I suffered for years before finding out I had lyme disease. I started IV antibiotics in Jan 2014. I was starting to feel better when on the IV. I wound up with bacteremia July 4th weekend and they pulled the pic out at the hospital. I then was put back on oral meds. I actually feel worse than I did last year. I am in constant pain , have memory loss fatigue and feel horrible. My doctor did blood work VEGF and told me my levels are high and I have Bartonella. She added rifampin along with my Doxy. I feel so lost and unsure if I am on the right path. I have been on antibiotics for over a year and do not see any results. Some times I wonder if I should just stop taking everything and see what happens. Has anyone else had the VEGF blood test? My doctor tells me Im not better because of the bartonella and now that we know I have it I should see improvement because we are treating it with rifampin. So far its a month and I dont see an improvement.
By VEGF do you mean Vascular endothelial growth factor? VEGF, a polypeptide is a substance made by cells that stimulates new blood vessel formation and increases blood flow in the capillary beds. The biotoxin nuts (The mold people) talk a lot about VEGF, but its usually low levels not high. This is the first time I have heard of anyone trying to use it to prove Lyme or herx type toxins. In any event that raise a lot questions about your doctor.
I'm sorry about the bacteremia, that must have been terrifying... They don't tell you that stuff. I can't advise you what to do but you have thrown just about everything including the nuclear option (Pic Line) at this. When they start blaming coinfections I start getting worried. Rifampin along with my Doxy would have obliterated bartonella in a couple of weeks if you had it. (not to mention lyme)
Yes that is what I mean my vegf, I was told that a high # indicates that a lyme patient has a bartonella co infection. Considering the fact that I have not been feeling much of a releif from the treatment the past year it seemed logical to me that I possibly have the bartonella and was not on the right meds.
What are your thoughts on the cd57 blood test as a marker for how well the treatment is working , also the cd4a blood test for level of infection. When I started this journey in the fall of 2014 my cd4a was in the 4 thousands my last test in february was over 17 thousand. I feel so lost and confused and unsure of the path that I am on.
I'm so sorry to hear you are having all the confections, but it sounds like you have a pretty decent doctor and I hope your insurance is better than mine and they are paying for your treatments and IV antibiotics.

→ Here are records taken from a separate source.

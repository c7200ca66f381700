//! Trait seams of the decision pipeline.
//!
//! - `CredentialStore`   — the external backing store (read-only from here)
//! - `StoreConnector`    — builds store handles for the handle cache
//! - `PolicySynthesizer` — turns an identity and an auth outcome into a decision
//!
//! The `Authorizer` wires them together in a fixed order. Store
//! implementations are external collaborators; the synthesizer is trusted
//! and must be deterministic apart from the principal identifier.

use std::sync::Arc;

use brokergate_contracts::{
    error::BrokerGateResult,
    identity::IdentityRecord,
    policy::PolicyDecision,
};

/// A loosely typed store item: attribute name to JSON value.
pub type StoreItem = serde_json::Map<String, serde_json::Value>;

/// Point-lookup access to the credential table.
///
/// Implementations must never write. Connectivity problems are returned as
/// `StoreUnavailable`; a missing key is `Ok(None)`.
pub trait CredentialStore: Send + Sync {
    /// Fetch the item keyed by `key`, restricted to `projection` attributes.
    fn get_item(&self, key: &str, projection: &[&str]) -> BrokerGateResult<Option<StoreItem>>;
}

/// A shareable, reusable connection to the credential store.
pub type StoreHandle = Arc<dyn CredentialStore>;

/// Factory for store handles, called by the `HandleCache` on a miss.
///
/// Construction failures should be reported as `HandleSetup`.
pub trait StoreConnector: Send + Sync {
    fn connect(&self) -> BrokerGateResult<StoreHandle>;
}

/// Builds the decision returned to the gateway.
pub trait PolicySynthesizer: Send + Sync {
    /// Produce a decision for `client_id`.
    ///
    /// When `authenticated` is false or `record` is `None` the result must be
    /// a denial: no password echo and no statements, whatever the record
    /// would otherwise permit.
    fn synthesize(
        &self,
        record: Option<&IdentityRecord>,
        authenticated: bool,
        client_id: &str,
    ) -> PolicyDecision;
}
//! # brokergate-contracts
//!
//! Shared types, envelopes, and configuration for the brokergate connection
//! authorizer.
//!
//! All crates in the workspace import from here. No decision logic lives in
//! this crate — only data definitions, wire formats, and error types.

pub mod claim;
pub mod config;
pub mod error;
pub mod identity;
pub mod policy;
pub mod verify;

I was much like you at one point...I had gone through all of the oral antibiotics and moved to the IV. They had me on two different IV antibiotics, and like, you I was close to giving up although my doctor assured me we would eventually find the right one and it would make me feel better. The next IV antibiotic was Vancomycin (sp?) and after being on it for three weeks I started to feel so much better. Unfortunately, it was at this same time that my insurance company informed me they were not going to pay for the 4 months I had already done, so I had to stop because of financial issues.
My doctor told me to do the 30 days of a particular antibiotic and if I wasn't feeling any better to move to the next. I'm not sure of bartonella and I don't recall ever receiving a VEGF blood test, but it sounds like your doctor is on top of it and I'm really happy to hear about that. I hope you get your other issues resolved and are able to continue with the IV antibiotic treatments and you are able to find the right one to get you well.
It does help, thanks for replying! Just hearing from someone else that has been through it helps when I get doubtful. My doctor is really good she is very passionate about lymes because she has two children who had it. We are in the process of trying to get approval for the IV again. Im hoping they approve it although I know theres a good chance they wont. Otherwise I will have to keep trying different oral antibiotics becaue what im on now dosent seem to be doing much.